Return every line from the records below that has the word "Number".

*** Opening Source data ***

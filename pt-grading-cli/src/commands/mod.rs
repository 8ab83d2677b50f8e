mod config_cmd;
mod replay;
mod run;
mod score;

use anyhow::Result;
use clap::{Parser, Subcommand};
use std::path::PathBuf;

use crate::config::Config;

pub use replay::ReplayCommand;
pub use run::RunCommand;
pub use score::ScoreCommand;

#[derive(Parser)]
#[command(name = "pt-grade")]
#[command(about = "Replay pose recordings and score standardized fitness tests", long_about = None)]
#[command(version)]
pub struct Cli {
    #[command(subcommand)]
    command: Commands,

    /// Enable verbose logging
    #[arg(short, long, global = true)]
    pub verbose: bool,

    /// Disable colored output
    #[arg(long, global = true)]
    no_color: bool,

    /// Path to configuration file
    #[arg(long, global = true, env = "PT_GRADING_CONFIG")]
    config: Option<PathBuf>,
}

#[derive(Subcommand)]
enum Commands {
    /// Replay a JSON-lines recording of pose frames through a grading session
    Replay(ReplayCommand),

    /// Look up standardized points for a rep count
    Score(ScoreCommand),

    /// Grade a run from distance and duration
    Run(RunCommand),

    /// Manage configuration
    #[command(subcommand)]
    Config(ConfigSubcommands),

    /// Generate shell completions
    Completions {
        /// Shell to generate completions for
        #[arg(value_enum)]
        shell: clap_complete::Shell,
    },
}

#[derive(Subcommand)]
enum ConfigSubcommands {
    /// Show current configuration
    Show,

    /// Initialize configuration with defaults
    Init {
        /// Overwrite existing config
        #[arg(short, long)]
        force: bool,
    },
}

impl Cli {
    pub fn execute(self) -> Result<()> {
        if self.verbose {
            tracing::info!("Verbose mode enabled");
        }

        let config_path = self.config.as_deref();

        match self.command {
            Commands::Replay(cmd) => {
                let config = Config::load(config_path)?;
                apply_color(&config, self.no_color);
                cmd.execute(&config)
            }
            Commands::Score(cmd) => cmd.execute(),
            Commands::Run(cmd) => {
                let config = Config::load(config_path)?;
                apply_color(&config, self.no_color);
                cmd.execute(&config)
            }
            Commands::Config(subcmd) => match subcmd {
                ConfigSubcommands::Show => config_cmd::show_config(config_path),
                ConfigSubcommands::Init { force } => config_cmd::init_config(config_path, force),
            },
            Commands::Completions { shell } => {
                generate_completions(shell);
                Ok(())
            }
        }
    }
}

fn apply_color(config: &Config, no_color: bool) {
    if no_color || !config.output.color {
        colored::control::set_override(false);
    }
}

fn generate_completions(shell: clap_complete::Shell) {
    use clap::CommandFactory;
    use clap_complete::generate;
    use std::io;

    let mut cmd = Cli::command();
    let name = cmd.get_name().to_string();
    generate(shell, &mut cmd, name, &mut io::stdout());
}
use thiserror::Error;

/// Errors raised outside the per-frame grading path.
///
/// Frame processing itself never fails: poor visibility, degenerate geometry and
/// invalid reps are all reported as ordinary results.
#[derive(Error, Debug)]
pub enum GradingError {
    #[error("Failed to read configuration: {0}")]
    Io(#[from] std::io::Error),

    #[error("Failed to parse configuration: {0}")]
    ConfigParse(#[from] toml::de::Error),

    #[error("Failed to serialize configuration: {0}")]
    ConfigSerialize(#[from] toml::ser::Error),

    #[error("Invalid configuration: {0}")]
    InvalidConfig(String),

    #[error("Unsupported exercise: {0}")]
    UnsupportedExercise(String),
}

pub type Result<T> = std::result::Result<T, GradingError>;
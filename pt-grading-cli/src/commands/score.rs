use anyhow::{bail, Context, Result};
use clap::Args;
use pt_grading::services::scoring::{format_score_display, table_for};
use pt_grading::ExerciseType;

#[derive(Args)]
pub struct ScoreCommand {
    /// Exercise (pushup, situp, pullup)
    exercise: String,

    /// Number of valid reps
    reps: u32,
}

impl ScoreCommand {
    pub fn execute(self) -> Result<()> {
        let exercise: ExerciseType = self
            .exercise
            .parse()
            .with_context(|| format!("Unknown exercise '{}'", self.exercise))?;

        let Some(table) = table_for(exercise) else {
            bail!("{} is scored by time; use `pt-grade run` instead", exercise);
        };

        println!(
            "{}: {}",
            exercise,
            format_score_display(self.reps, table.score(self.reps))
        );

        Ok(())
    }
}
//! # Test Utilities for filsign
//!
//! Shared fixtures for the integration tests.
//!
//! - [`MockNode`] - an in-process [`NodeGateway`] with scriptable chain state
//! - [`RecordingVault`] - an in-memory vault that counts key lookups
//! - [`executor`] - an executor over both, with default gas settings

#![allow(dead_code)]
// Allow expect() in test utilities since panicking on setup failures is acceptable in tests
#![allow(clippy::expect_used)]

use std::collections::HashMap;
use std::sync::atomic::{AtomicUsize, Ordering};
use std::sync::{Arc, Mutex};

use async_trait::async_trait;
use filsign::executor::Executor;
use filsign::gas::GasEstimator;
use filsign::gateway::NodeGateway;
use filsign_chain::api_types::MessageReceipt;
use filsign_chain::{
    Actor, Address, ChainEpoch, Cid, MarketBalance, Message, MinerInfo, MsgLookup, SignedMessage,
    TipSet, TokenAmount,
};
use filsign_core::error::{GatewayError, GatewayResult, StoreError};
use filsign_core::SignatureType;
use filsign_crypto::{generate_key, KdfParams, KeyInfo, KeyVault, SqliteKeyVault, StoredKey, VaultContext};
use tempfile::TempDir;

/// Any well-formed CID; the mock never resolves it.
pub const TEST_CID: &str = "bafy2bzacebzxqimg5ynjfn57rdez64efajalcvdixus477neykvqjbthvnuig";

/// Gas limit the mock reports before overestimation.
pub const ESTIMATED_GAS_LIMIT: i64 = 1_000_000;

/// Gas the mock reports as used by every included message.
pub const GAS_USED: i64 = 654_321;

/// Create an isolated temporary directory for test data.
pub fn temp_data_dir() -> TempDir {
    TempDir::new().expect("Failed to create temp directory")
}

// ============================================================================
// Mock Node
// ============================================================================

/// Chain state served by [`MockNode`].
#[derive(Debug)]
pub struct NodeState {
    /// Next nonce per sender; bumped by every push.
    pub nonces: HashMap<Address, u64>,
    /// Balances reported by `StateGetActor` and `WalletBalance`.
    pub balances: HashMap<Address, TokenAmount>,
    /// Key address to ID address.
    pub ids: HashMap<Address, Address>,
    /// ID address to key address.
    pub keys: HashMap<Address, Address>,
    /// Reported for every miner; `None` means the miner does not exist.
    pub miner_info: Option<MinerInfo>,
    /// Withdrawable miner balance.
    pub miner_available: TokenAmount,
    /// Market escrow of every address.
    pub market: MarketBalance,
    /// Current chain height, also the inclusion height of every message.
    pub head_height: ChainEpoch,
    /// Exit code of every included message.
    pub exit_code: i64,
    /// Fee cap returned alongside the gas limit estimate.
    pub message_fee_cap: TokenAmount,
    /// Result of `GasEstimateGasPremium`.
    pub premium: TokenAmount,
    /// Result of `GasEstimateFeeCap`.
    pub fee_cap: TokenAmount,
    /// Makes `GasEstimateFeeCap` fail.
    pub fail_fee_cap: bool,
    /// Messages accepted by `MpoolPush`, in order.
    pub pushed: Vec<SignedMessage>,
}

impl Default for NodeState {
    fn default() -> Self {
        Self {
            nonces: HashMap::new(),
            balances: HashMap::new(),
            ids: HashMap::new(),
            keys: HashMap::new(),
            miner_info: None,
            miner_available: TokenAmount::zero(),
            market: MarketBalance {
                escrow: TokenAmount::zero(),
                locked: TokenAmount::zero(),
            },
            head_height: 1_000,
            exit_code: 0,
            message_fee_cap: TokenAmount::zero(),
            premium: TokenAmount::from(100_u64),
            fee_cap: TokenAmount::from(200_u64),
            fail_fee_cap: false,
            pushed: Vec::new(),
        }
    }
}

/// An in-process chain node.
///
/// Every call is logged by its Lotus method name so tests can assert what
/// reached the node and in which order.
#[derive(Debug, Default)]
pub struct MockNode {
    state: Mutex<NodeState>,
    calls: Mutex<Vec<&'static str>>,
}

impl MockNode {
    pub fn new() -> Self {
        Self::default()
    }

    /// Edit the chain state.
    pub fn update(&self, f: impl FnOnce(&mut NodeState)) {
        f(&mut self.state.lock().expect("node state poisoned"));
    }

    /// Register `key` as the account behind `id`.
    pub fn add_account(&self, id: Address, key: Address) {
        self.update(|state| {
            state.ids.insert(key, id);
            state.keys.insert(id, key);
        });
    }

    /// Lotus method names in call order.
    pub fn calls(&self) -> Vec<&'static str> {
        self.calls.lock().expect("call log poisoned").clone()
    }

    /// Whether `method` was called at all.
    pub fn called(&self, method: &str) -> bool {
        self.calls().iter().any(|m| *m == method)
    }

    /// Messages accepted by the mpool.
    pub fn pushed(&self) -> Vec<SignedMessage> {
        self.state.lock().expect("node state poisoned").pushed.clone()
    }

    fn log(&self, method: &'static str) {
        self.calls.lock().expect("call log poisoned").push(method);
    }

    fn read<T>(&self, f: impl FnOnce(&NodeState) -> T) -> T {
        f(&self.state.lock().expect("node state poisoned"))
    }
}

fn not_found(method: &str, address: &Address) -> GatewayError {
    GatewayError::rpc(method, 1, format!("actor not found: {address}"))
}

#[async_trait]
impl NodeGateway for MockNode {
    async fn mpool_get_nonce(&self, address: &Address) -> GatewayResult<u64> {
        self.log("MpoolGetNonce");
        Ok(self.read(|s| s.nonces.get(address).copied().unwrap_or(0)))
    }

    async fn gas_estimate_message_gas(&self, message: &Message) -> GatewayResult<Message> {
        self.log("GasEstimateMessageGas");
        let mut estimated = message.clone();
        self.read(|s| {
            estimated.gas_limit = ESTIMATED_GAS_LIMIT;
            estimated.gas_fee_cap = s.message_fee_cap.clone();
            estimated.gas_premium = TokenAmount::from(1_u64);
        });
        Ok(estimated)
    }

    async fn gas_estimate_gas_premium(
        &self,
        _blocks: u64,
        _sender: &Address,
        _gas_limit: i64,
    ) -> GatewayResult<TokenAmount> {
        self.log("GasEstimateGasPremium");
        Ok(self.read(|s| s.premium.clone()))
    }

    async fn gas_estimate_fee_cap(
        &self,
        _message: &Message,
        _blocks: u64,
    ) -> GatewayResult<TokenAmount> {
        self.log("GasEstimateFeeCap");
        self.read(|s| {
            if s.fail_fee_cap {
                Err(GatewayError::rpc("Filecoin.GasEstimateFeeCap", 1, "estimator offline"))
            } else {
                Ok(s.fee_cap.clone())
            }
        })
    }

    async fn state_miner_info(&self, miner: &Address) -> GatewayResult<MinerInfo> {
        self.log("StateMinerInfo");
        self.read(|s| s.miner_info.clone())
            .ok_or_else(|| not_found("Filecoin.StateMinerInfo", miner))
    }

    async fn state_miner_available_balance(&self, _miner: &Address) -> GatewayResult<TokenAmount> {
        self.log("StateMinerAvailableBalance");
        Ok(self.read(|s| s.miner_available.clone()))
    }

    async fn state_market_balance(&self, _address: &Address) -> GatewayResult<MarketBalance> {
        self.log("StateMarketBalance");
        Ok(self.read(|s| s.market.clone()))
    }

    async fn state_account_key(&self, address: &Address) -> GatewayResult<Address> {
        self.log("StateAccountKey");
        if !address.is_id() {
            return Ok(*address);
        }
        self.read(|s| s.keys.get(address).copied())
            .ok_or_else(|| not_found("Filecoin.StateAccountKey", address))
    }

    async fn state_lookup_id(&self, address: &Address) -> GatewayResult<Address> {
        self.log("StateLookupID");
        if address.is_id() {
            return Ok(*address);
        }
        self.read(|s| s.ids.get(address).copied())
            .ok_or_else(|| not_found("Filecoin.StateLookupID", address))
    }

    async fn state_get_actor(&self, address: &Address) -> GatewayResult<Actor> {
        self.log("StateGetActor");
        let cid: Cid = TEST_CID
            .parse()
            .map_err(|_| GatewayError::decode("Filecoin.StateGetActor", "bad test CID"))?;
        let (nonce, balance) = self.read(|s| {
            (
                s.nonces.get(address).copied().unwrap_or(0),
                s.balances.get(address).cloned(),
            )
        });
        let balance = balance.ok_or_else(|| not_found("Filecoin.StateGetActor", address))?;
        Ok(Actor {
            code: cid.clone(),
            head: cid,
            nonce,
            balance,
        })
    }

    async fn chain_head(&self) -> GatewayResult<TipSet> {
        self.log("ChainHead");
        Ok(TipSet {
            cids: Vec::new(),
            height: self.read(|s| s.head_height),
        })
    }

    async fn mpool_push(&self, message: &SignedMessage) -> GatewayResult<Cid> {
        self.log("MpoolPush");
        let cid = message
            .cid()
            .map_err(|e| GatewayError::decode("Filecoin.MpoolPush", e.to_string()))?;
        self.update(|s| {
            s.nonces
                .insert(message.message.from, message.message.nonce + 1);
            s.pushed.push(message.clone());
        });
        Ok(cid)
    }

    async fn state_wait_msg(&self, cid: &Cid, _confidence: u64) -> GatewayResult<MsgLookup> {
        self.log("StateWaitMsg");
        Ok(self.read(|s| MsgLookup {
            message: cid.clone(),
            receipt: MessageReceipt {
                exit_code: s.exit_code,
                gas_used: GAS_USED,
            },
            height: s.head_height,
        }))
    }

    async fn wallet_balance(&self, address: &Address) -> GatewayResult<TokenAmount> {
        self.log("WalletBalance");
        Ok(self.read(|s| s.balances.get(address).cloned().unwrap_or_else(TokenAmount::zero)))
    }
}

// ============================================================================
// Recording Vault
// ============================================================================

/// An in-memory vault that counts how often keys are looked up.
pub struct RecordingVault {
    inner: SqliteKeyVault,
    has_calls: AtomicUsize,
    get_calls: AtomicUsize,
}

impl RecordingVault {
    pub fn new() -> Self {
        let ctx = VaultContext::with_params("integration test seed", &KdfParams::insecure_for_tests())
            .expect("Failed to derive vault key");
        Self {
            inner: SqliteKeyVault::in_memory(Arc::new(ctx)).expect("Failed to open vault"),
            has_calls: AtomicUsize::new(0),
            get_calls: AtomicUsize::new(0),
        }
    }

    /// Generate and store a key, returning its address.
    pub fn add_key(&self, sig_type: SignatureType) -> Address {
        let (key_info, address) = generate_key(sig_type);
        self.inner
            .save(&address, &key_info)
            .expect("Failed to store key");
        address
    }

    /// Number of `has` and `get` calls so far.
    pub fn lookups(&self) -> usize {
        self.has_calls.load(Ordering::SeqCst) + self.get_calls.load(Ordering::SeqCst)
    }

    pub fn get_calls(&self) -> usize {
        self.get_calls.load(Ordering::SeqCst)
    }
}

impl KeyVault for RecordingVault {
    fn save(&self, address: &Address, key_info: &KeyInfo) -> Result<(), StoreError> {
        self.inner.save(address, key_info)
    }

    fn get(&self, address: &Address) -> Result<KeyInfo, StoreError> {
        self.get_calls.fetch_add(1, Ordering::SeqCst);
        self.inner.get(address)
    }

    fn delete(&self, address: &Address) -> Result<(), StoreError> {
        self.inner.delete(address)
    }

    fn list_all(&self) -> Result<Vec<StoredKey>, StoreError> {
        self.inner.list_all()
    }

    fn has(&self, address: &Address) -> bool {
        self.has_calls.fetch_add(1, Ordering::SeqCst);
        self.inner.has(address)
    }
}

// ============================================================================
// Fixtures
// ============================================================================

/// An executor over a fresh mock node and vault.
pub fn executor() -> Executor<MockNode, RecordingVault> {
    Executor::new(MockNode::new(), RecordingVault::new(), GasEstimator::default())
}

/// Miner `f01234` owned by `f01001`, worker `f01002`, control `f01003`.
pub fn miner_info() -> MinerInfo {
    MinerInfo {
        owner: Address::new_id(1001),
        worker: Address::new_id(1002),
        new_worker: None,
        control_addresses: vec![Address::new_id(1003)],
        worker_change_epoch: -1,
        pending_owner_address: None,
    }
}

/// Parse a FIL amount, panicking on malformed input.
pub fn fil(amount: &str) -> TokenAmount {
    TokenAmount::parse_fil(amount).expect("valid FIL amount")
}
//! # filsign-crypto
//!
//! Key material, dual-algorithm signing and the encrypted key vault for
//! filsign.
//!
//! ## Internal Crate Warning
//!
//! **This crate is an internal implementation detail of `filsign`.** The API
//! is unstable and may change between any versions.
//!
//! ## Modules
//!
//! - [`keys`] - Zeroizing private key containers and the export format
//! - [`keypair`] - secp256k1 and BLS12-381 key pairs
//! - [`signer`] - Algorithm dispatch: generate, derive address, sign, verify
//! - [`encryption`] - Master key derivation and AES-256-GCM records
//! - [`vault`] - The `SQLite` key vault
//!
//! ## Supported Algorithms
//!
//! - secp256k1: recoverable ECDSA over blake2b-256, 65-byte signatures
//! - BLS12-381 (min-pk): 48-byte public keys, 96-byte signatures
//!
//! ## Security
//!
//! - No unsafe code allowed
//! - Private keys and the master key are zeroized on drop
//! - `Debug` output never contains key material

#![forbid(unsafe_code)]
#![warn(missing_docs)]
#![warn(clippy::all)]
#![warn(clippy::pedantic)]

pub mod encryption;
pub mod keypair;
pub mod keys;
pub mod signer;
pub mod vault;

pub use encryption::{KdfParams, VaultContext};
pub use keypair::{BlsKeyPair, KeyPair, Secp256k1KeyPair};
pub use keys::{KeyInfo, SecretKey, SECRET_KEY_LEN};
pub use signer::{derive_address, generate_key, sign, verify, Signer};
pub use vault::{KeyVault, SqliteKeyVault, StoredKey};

*** Closing Source data ***
*** Opening Source data ***

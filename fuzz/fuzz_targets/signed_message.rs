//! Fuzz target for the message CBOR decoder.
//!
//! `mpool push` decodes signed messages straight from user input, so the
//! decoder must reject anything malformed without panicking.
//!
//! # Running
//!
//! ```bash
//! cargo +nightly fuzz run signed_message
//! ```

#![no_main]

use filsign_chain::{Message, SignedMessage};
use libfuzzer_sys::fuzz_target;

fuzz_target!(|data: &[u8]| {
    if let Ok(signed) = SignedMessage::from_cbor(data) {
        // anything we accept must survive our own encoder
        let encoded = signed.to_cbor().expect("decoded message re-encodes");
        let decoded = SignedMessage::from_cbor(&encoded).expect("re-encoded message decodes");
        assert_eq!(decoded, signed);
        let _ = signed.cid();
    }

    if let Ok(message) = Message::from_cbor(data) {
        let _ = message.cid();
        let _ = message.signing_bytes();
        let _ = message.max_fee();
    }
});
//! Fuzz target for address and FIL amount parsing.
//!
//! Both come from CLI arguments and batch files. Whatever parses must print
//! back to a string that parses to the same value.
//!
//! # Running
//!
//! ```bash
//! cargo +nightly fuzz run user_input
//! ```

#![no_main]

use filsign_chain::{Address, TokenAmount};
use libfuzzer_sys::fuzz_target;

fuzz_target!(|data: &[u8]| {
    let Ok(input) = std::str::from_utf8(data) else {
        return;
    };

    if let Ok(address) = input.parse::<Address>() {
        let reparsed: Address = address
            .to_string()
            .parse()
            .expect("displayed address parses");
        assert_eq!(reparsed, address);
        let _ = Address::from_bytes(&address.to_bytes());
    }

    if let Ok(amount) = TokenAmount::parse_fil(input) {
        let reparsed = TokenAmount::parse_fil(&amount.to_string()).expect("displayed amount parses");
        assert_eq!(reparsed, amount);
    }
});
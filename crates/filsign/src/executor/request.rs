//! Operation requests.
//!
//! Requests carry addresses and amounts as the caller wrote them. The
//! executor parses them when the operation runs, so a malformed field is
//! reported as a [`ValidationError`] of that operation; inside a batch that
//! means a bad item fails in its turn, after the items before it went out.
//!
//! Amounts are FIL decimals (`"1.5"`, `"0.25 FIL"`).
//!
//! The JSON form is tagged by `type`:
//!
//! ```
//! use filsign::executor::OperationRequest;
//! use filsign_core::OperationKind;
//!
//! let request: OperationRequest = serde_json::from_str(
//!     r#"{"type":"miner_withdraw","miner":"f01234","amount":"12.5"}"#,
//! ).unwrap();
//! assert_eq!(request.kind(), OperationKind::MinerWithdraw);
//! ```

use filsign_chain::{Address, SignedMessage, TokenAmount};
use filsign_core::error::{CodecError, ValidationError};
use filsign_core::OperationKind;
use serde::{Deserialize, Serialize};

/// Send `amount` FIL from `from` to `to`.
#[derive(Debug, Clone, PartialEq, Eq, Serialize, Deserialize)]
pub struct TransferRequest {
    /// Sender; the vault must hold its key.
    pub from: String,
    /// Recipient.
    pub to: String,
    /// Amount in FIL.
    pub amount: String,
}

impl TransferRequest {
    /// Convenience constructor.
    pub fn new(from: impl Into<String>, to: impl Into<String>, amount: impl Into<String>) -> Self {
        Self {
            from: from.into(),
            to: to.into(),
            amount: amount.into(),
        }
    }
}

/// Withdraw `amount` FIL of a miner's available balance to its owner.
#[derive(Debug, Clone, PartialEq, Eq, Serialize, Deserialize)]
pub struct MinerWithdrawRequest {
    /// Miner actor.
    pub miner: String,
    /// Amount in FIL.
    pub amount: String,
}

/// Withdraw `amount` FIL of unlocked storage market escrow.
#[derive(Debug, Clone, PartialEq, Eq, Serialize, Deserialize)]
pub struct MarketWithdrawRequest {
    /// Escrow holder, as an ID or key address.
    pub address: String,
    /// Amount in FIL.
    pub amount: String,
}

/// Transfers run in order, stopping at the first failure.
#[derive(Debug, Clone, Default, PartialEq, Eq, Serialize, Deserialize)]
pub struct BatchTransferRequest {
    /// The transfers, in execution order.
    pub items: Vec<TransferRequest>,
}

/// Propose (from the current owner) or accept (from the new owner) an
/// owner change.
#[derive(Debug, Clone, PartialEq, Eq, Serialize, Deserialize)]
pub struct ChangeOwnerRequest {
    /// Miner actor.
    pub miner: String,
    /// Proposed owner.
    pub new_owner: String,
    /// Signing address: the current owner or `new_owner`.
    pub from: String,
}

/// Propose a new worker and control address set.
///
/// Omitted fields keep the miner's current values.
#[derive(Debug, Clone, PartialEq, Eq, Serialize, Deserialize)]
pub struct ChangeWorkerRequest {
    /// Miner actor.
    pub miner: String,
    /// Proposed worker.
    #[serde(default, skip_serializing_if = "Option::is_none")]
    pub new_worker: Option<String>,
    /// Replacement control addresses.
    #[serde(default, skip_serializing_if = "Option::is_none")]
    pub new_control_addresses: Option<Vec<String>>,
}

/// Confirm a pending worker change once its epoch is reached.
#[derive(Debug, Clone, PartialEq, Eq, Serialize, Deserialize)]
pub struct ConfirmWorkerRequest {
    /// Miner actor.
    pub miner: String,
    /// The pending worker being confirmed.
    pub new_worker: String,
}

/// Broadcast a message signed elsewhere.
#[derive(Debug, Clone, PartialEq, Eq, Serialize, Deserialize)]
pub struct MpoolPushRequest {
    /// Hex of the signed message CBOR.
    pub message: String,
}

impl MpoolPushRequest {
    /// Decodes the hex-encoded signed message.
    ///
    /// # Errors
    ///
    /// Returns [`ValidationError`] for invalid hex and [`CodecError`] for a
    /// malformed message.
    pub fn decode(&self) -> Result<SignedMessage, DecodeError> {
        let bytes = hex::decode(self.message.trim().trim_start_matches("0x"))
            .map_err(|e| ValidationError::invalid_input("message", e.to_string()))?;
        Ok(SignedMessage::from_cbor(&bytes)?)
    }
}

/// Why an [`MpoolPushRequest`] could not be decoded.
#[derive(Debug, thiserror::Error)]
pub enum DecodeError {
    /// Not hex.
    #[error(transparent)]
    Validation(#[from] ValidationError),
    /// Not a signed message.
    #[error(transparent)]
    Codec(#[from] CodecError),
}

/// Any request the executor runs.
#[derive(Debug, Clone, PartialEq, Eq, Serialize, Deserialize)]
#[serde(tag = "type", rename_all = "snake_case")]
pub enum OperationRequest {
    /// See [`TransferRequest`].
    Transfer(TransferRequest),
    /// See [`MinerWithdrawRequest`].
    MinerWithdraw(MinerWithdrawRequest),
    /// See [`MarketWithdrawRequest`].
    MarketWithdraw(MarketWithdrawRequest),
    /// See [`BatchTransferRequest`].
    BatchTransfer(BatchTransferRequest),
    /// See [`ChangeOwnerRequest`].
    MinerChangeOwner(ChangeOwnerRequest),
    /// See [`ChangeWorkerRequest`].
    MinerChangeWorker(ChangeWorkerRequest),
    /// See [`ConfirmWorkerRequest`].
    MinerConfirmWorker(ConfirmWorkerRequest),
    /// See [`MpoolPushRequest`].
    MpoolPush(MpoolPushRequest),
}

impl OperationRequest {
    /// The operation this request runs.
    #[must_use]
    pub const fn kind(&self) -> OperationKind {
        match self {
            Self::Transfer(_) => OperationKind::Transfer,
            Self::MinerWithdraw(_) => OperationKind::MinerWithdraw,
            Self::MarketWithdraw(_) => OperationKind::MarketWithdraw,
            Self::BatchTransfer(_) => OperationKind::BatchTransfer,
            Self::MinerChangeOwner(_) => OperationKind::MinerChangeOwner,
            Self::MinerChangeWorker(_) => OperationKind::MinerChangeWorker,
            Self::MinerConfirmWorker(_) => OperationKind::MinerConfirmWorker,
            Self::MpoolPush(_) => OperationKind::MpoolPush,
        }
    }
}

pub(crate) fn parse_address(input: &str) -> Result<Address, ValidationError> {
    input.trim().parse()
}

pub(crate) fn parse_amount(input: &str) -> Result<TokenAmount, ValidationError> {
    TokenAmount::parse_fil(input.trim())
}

*** Closing Source data ***

**Task solution**
    /// Number of valid reps
    /// Number of `has` and `get` calls so far.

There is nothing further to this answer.